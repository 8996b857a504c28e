use std::f64::consts::LN_2;

use approx::assert_relative_eq;
use assert_matches::assert_matches;
use rand::{rngs::StdRng, Rng, SeedableRng};
use rstest::rstest;

use crate::errors::CoalescentError;
use crate::grid::{CoalescentGroups, FixedGrid, GridAggregator, SufficientStatistics};
use crate::intervals::{Event, EventKind, Intervals, TreeIntervals};
use crate::tree::{
    simulate_coalescent_tree,
    NodeIdx::{Internal as I, Leaf as L},
};
use crate::{assert_float_relative_slice_eq, tree};

const GOLDEN: &str = "((((5:0.5,1:0.2):0.5,0:1):0.2,2:0.8):0.2,3:1.4);";

fn intervals_of(newick: &str) -> Intervals {
    TreeIntervals::default()
        .extract(&tree!(newick))
        .unwrap()
        .clone()
}

#[test]
fn golden_grid_statistics() {
    let grid = FixedGrid::new(&[0.35, 0.7, 1.05]).unwrap();
    assert_eq!(grid.field_length(), 4);
    let stats = grid.aggregate(&intervals_of(GOLDEN)).unwrap();
    assert_eq!(stats.coalescent_counts, vec![0, 1, 1, 2]);
    assert_float_relative_slice_eq(&stats.intensity, &[1.2, 2.5, 1.95, 0.65], 1e-12);
    assert_float_relative_slice_eq(&stats.cell_lengths, &[0.35, 0.35, 0.35, 0.35], 1e-12);
    assert_eq!(stats.ploidy_adjustment, vec![0.0; 4]);
}

#[test]
fn grid_conserves_intensity_across_boundaries() {
    // cut points at 0.25, 0.5 and 1.0 straddle the intervals ending at 0.3 and 0.7
    let intervals = intervals_of("(((A:0.3,B:0.3):0.4,C:0.7):0.5,(D:0.9,E:0.9):0.3);");
    let grid = FixedGrid::new(&[0.25, 0.5, 1.0]).unwrap();
    let stats = grid.aggregate(&intervals).unwrap();
    assert_float_relative_slice_eq(&stats.intensity, &[2.5, 1.7, 1.9, 0.2], 1e-12);
    assert_eq!(stats.coalescent_counts, vec![0, 1, 2, 1]);
    assert_relative_eq!(stats.total_intensity(), 6.3, epsilon = 1e-12);
    assert_relative_eq!(
        stats.total_intensity(),
        intervals.iter().map(|i| i.intensity()).sum::<f64>(),
        epsilon = 1e-12
    );
}

#[rstest]
#[case::few_points(21, 3)]
#[case::many_points(22, 40)]
#[case::single_point(23, 1)]
fn random_grid_conservation(#[case] seed: u64, #[case] num_points: usize) {
    let mut rng = StdRng::seed_from_u64(seed);
    let samples: Vec<f64> = (0..30).map(|_| rng.gen_range(0.0..1.0)).collect();
    let tree = simulate_coalescent_tree(&samples, 0.5, &mut rng).unwrap();
    let intervals = TreeIntervals::default().extract(&tree).unwrap().clone();
    let mut points: Vec<f64> = (0..num_points).map(|_| rng.gen_range(0.01..3.0)).collect();
    points.sort_by(f64::total_cmp);
    points.dedup();
    let grid = FixedGrid::new(&points).unwrap();
    let stats = grid.aggregate(&intervals).unwrap();
    assert_relative_eq!(
        stats.total_intensity(),
        intervals.total_intensity(),
        max_relative = 1e-12
    );
    assert_eq!(stats.total_coalescent_count(), 29);
    assert_relative_eq!(
        stats.cell_lengths.iter().sum::<f64>(),
        intervals.total_duration(),
        max_relative = 1e-12
    );
}

#[test]
fn event_on_cut_point_belongs_to_later_cell() {
    let merge = EventKind::Coalescent { lineages_merged: 2 };
    let event = |time, kind, node| Event { time, kind, node };
    let intervals = Intervals::from_events(&[
        event(0.0, EventKind::Sample, L(0)),
        event(0.0, EventKind::Sample, L(1)),
        event(0.0, EventKind::Sample, L(2)),
        event(0.5, merge, I(3)),
        event(1.0, merge, I(4)),
    ])
    .unwrap();
    let stats = FixedGrid::new(&[0.5]).unwrap().aggregate(&intervals).unwrap();
    assert_eq!(stats.coalescent_counts, vec![0, 2]);
    assert_eq!(stats.intensity, vec![1.5, 0.5]);
}

#[test]
fn ancient_genealogy_falls_in_terminal_cell() {
    let mut rng = StdRng::seed_from_u64(5);
    let tree = simulate_coalescent_tree(&[2.0, 2.5, 3.0, 2.2], 1.0, &mut rng).unwrap();
    let intervals = TreeIntervals::default().extract(&tree).unwrap().clone();
    let grid = FixedGrid::new(&[0.5, 1.0]).unwrap();
    let stats = grid.aggregate(&intervals).unwrap();
    assert_eq!(stats.coalescent_counts, vec![0, 0, 3]);
    assert_eq!(stats.intensity[..2], [0.0, 0.0]);
    assert_relative_eq!(stats.intensity[2], intervals.total_intensity());
    assert_eq!(stats.start_time, 2.0);
}

#[test]
fn grid_from_cutoff() {
    let grid = FixedGrid::from_cutoff(1.4, 4).unwrap();
    assert_float_relative_slice_eq(grid.points(), &[0.35, 0.7, 1.05, 1.4], 1e-12);
    assert_eq!(grid.field_length(), 5);
    assert!(FixedGrid::from_cutoff(1.4, 0).is_err());
}

#[rstest]
#[case::decreasing(&[0.5, 0.2])]
#[case::repeated(&[0.5, 0.5])]
#[case::zero(&[0.0, 0.5])]
#[case::infinite(&[0.5, f64::INFINITY])]
fn invalid_grid(#[case] points: &[f64]) {
    let err = FixedGrid::new(points).unwrap_err();
    assert_matches!(
        err.downcast_ref::<CoalescentError>(),
        Some(CoalescentError::Configuration(_))
    );
}

#[test]
fn grid_cells_and_smoothing_lengths() {
    let grid = FixedGrid::new(&[0.5, 1.5, 2.0]).unwrap();
    let stats = SufficientStatistics::zeros(4);
    assert_eq!(grid.smoothing_lengths(&stats), vec![0.5, 1.0, 0.5, 0.5]);
    assert_eq!(grid.cell_at(&stats, 0.0), 0);
    assert_eq!(grid.cell_at(&stats, 0.5), 1);
    assert_eq!(grid.cell_at(&stats, 1.9), 2);
    assert_eq!(grid.cell_at(&stats, 100.0), 3);
    assert!(!grid.time_aware_by_default());
    assert!(grid.has_fixed_boundaries());
}

#[test]
fn skyride_one_cell_per_coalescence() {
    let intervals = intervals_of(GOLDEN);
    let groups = CoalescentGroups::one_per_event(4).unwrap();
    groups.validate(&[&intervals]).unwrap();
    let stats = groups.aggregate(&intervals).unwrap();
    assert_eq!(stats.coalescent_counts, vec![1, 1, 1, 1]);
    assert_float_relative_slice_eq(&stats.intensity, &[2.5, 3.0, 0.6, 0.2], 1e-12);
    assert_float_relative_slice_eq(&stats.cell_lengths, &[0.5, 0.5, 0.2, 0.2], 1e-12);
    assert!(groups.time_aware_by_default());
    assert!(!groups.has_fixed_boundaries());
}

#[test]
fn skyline_groups() {
    let intervals = intervals_of(GOLDEN);
    let groups = CoalescentGroups::new(&[2, 2]).unwrap();
    let stats = groups.aggregate(&intervals).unwrap();
    assert_eq!(stats.coalescent_counts, vec![2, 2]);
    assert_float_relative_slice_eq(&stats.intensity, &[5.5, 0.8], 1e-12);
    assert_float_relative_slice_eq(&groups.smoothing_lengths(&stats), &[1.0, 0.4], 1e-12);
    assert_eq!(groups.cell_at(&stats, 0.5), 0);
    assert_eq!(groups.cell_at(&stats, 1.2), 1);
    assert_eq!(groups.cell_at(&stats, 5.0), 1);
}

#[test]
fn groups_must_cover_every_coalescence() {
    let intervals = intervals_of(GOLDEN);
    let groups = CoalescentGroups::new(&[2, 1]).unwrap();
    let err = groups.validate(&[&intervals]).unwrap_err();
    assert_matches!(
        err.downcast_ref::<CoalescentError>(),
        Some(CoalescentError::DimensionMismatch {
            expected: 4,
            found: 3,
            ..
        })
    );
    assert!(groups.aggregate(&intervals).is_err());
    assert!(CoalescentGroups::new(&[2, 3]).unwrap().aggregate(&intervals).is_err());

    let err = CoalescentGroups::new(&[4])
        .unwrap()
        .validate(&[&intervals, &intervals])
        .unwrap_err();
    assert!(err
        .downcast_ref::<CoalescentError>()
        .unwrap()
        .is_configuration());
    assert!(CoalescentGroups::new(&[2, 0]).is_err());
    assert!(CoalescentGroups::one_per_event(0).is_err());
}

#[test]
fn accumulate_scales_by_ploidy() {
    let partial = SufficientStatistics {
        intensity: vec![2.0, 4.0],
        coalescent_counts: vec![1, 2],
        ploidy_adjustment: vec![0.0, 0.0],
        cell_lengths: vec![0.5, 1.0],
        start_time: 0.0,
    };
    let mut total = SufficientStatistics::zeros(2);
    total.accumulate(&partial, 1.0);
    total.accumulate(&partial, 0.5);
    assert_eq!(total.intensity, vec![6.0, 12.0]);
    assert_eq!(total.coalescent_counts, vec![2, 4]);
    assert_float_relative_slice_eq(&total.ploidy_adjustment, &[LN_2, 2.0 * LN_2], 1e-15);
    assert_eq!(total.cell_lengths, vec![0.5, 1.0]);
    total.reset();
    assert_eq!(total, SufficientStatistics::zeros(2));
}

____

▸ Work to complete: Using the data above, reproduce exactly the lines from the line that contains "const GOLDEN: &str" through the line that contains "0.3 and 0.7", including both.

▸ Finished exercise:
const GOLDEN: &str = "((((5:0.5,1:0.2):0.5,0:1):0.2,2:0.8):0.2,3:1.4);";

fn intervals_of(newick: &str) -> Intervals {
    TreeIntervals::default()
        .extract(&tree!(newick))
        .unwrap()
        .clone()
}

#[test]
fn golden_grid_statistics() {
    let grid = FixedGrid::new(&[0.35, 0.7, 1.05]).unwrap();
    assert_eq!(grid.field_length(), 4);
    let stats = grid.aggregate(&intervals_of(GOLDEN)).unwrap();
    assert_eq!(stats.coalescent_counts, vec![0, 1, 1, 2]);
    assert_float_relative_slice_eq(&stats.intensity, &[1.2, 2.5, 1.95, 0.65], 1e-12);
    assert_float_relative_slice_eq(&stats.cell_lengths, &[0.35, 0.35, 0.35, 0.35], 1e-12);
    assert_eq!(stats.ploidy_adjustment, vec![0.0; 4]);
}

#[test]
fn grid_conserves_intensity_across_boundaries() {
    // cut points at 0.25, 0.5 and 1.0 straddle the intervals ending at 0.3 and 0.7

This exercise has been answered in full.